You can also use a sturdy chair as a portable balance aid to brace yourself when trying stretches that require equilibrium. For example, by laying your hands flat on the seat, you can stabilize yourself in a standing forward bend. Placing a foot on the seat while grasping the backrest can help you perform a lunge while sparing your knees. Try resting your heel on the seat and with a straight leg bend forward to stretch your hamstrings. You can even sit on the chair and use the backrest to help deepen a spinal twist.

Most of all, Nesbitt stresses that yoga and general stretching remain safe as long as you listen to your body. “Don’t ignore the signals of discomfort,” she advises. “Perhaps the most important aspect of yoga for overweight people lies in an opportunity to reconnect head and body.”

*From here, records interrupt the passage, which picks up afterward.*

use chrono::Utc;
use sea_orm::*;
use uuid::Uuid;

use crate::models::deliveries::{self, CreateDelivery, Status};

/// Insert a new delivery awaiting a driver.
pub async fn insert_delivery<C: ConnectionTrait>(
    conn: &C,
    farmer_id: Uuid,
    tracking_code: String,
    input: CreateDelivery,
) -> Result<deliveries::Model, DbErr> {
    let now = Utc::now();
    let delivery = deliveries::ActiveModel {
        id: Set(Uuid::new_v4()),
        farmer_id: Set(farmer_id),
        driver_id: Set(None),
        contract_id: Set(None),
        tracking_code: Set(tracking_code),
        pickup_address: Set(input.pickup.address),
        pickup_lat: Set(input.pickup.lat),
        pickup_lng: Set(input.pickup.lng),
        destination_address: Set(input.destination.address),
        destination_lat: Set(input.destination.lat),
        destination_lng: Set(input.destination.lng),
        item_description: Set(input.item_description),
        item_weight: Set(input.item_weight),
        price: Set(input.price),
        status: Set(Status::PendingDriver),
        created_at: Set(now),
        updated_at: Set(now),
    };

    delivery.insert(conn).await
}

pub async fn get_delivery_by_id<C: ConnectionTrait>(
    conn: &C,
    id: Uuid,
) -> Result<Option<deliveries::Model>, DbErr> {
    deliveries::Entity::find_by_id(id).one(conn).await
}

pub async fn get_deliveries_by_ids<C: ConnectionTrait>(
    conn: &C,
    ids: Vec<Uuid>,
) -> Result<Vec<deliveries::Model>, DbErr> {
    if ids.is_empty() {
        return Ok(Vec::new());
    }
    deliveries::Entity::find()
        .filter(deliveries::Column::Id.is_in(ids))
        .all(conn)
        .await
}

pub async fn lock_delivery<C: ConnectionTrait>(
    conn: &C,
    id: Uuid,
) -> Result<Option<deliveries::Model>, DbErr> {
    deliveries::Entity::find_by_id(id)
        .lock_exclusive()
        .one(conn)
        .await
}

/// Attach the chosen driver and their contract; the delivery now waits for the
/// driver's signature.
pub async fn assign_driver<C: ConnectionTrait>(
    conn: &C,
    delivery: deliveries::Model,
    driver_id: Uuid,
    contract_id: Uuid,
) -> Result<deliveries::Model, DbErr> {
    let mut active: deliveries::ActiveModel = delivery.into();
    active.driver_id = Set(Some(driver_id));
    active.contract_id = Set(Some(contract_id));
    active.status = Set(Status::PendingSignature);
    active.updated_at = Set(Utc::now());
    active.update(conn).await
}

pub async fn update_delivery_status<C: ConnectionTrait>(
    conn: &C,
    delivery: deliveries::Model,
    status: Status,
) -> Result<deliveries::Model, DbErr> {
    let mut active: deliveries::ActiveModel = delivery.into();
    active.status = Set(status);
    active.updated_at = Set(Utc::now());
    active.update(conn).await
}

Most health and fitness experts echo this view. Each body has different needs and limitations, they note, so there’s no exercise prescription that suits everyone. It’s what you can keep doing over time that will yield the greatest benefit. By adjusting your exercise to weight and size, you can avoid injury and enjoy the enduring pleasure of working out for a lifetime.


Fit and Fat

At more than 450 pounds, Rob Caringi (see main story) faced many challenges when he first entered the gym — both physical and psychological. Here’s his advice on overcoming some of the common obstacles and insecurities that confront many overweight people when they first begin to work out:

  • Fitting In: You may feel like you’re the biggest person in the gym, but the truth is that most people don’t care what you look like. Go to the gym in the morning or around lunchtime when people have limited time and are more focused on getting a serious workout than they are on the other people working out around them. Plus, by visiting the gym at the same time every day, you get used to being around the same group of faces.
  • Grab a Partner: Get a gym partner or trainer so that you are accountable to someone and so that you don’t have to go it alone. But make sure he or she is there to help you — you don’t want a distraction or another barrier to overcome.
  • Ask for Help: Consult a professional to make sure you are correctly using the machines. If not, you can end up causing more harm than good or fail to get the full benefit of the exercise. If you are going to make the effort to go to the gym, you might as well do it right and make it count.
  • Man Against Machine: You may find you are too big for some of the machines. Always ask a trainer for advice on working around equipment limitations (seats, handles, etc.) and also about the weight limits of the cardio machines you intend to use.
  • Easy Does It: Don’t take on too much at once. If you overdo it, you can hurt yourself or be in so much pain that you won’t make it back.
  • Have Fun: Everyone who works out on a regular basis has an embarrassing gym story. Sometimes you have to be able to laugh at yourself.